▶ YOUR INSTRUCTIONS
Which lines in the listing below contain "Returns"? Copy each of them.
DATA SHOWN Block Start
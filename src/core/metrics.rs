//! Dispatcher metrics
//!
//! Counters describing what happened to every record a dispatcher accepted:
//! how many were queued, evicted or discarded on overflow, delivered, or lost
//! to a failed send.

use std::sync::atomic::{AtomicU64, Ordering};

/// Atomic counters for one dispatcher
///
/// # Example
///
/// ```
/// use neurallog::DispatcherMetrics;
///
/// let metrics = DispatcherMetrics::new();
/// metrics.record_enqueued();
/// metrics.record_enqueued();
/// metrics.record_dropped();
///
/// assert_eq!(metrics.enqueued(), 2);
/// assert_eq!(metrics.dropped(), 1);
/// ```
#[derive(Debug)]
pub struct DispatcherMetrics {
    /// Records accepted into the queue
    enqueued: AtomicU64,

    /// Records discarded because the queue was full
    dropped: AtomicU64,

    /// Number of times the queue was found full
    overflow_events: AtomicU64,

    /// Records handed to the transport successfully
    sent: AtomicU64,

    /// Records lost to transport errors or panics
    failed: AtomicU64,

    /// Batches that failed to send
    failed_batches: AtomicU64,
}

impl DispatcherMetrics {
    pub const fn new() -> Self {
        Self {
            enqueued: AtomicU64::new(0),
            dropped: AtomicU64::new(0),
            overflow_events: AtomicU64::new(0),
            sent: AtomicU64::new(0),
            failed: AtomicU64::new(0),
            failed_batches: AtomicU64::new(0),
        }
    }

    #[inline]
    pub fn enqueued(&self) -> u64 {
        self.enqueued.load(Ordering::Relaxed)
    }

    #[inline]
    pub fn dropped(&self) -> u64 {
        self.dropped.load(Ordering::Relaxed)
    }

    #[inline]
    pub fn overflow_events(&self) -> u64 {
        self.overflow_events.load(Ordering::Relaxed)
    }

    #[inline]
    pub fn sent(&self) -> u64 {
        self.sent.load(Ordering::Relaxed)
    }

    #[inline]
    pub fn failed(&self) -> u64 {
        self.failed.load(Ordering::Relaxed)
    }

    #[inline]
    pub fn failed_batches(&self) -> u64 {
        self.failed_batches.load(Ordering::Relaxed)
    }

    /// Returns the previous value
    #[inline]
    pub fn record_enqueued(&self) -> u64 {
        self.enqueued.fetch_add(1, Ordering::Relaxed)
    }

    /// Returns the new total
    #[inline]
    pub fn record_dropped(&self) -> u64 {
        self.dropped.fetch_add(1, Ordering::Relaxed) + 1
    }

    #[inline]
    pub fn record_overflow(&self) -> u64 {
        self.overflow_events.fetch_add(1, Ordering::Relaxed)
    }

    #[inline]
    pub fn record_sent(&self, count: usize) {
        self.sent.fetch_add(count as u64, Ordering::Relaxed);
    }

    #[inline]
    pub fn record_failed(&self, count: usize) {
        self.failed.fetch_add(count as u64, Ordering::Relaxed);
        self.failed_batches.fetch_add(1, Ordering::Relaxed);
    }

    /// Share of accepted records lost to overflow, as a percentage
    ///
    /// Returns 0.0 if nothing has been logged.
    pub fn drop_rate(&self) -> f64 {
        let dropped = self.dropped() as f64;
        let total = self.enqueued() as f64;
        if total == 0.0 {
            0.0
        } else {
            (dropped / total) * 100.0
        }
    }

    pub fn reset(&self) {
        self.enqueued.store(0, Ordering::Relaxed);
        self.dropped.store(0, Ordering::Relaxed);
        self.overflow_events.store(0, Ordering::Relaxed);
        self.sent.store(0, Ordering::Relaxed);
        self.failed.store(0, Ordering::Relaxed);
        self.failed_batches.store(0, Ordering::Relaxed);
    }
}

impl Default for DispatcherMetrics {
    fn default() -> Self {
        Self::new()
    }
}

impl Clone for DispatcherMetrics {
    /// Snapshot of the current values
    fn clone(&self) -> Self {
        Self {
            enqueued: AtomicU64::new(self.enqueued()),
            dropped: AtomicU64::new(self.dropped()),
            overflow_events: AtomicU64::new(self.overflow_events()),
            sent: AtomicU64::new(self.sent()),
            failed: AtomicU64::new(self.failed()),
            failed_batches: AtomicU64::new(self.failed_batches()),
        }
    }
}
DATA SHOWN Block End
▶ RESULT OF THE TASK
    /// Returns the previous value
    /// Returns the new total
    /// Returns 0.0 if nothing has been logged.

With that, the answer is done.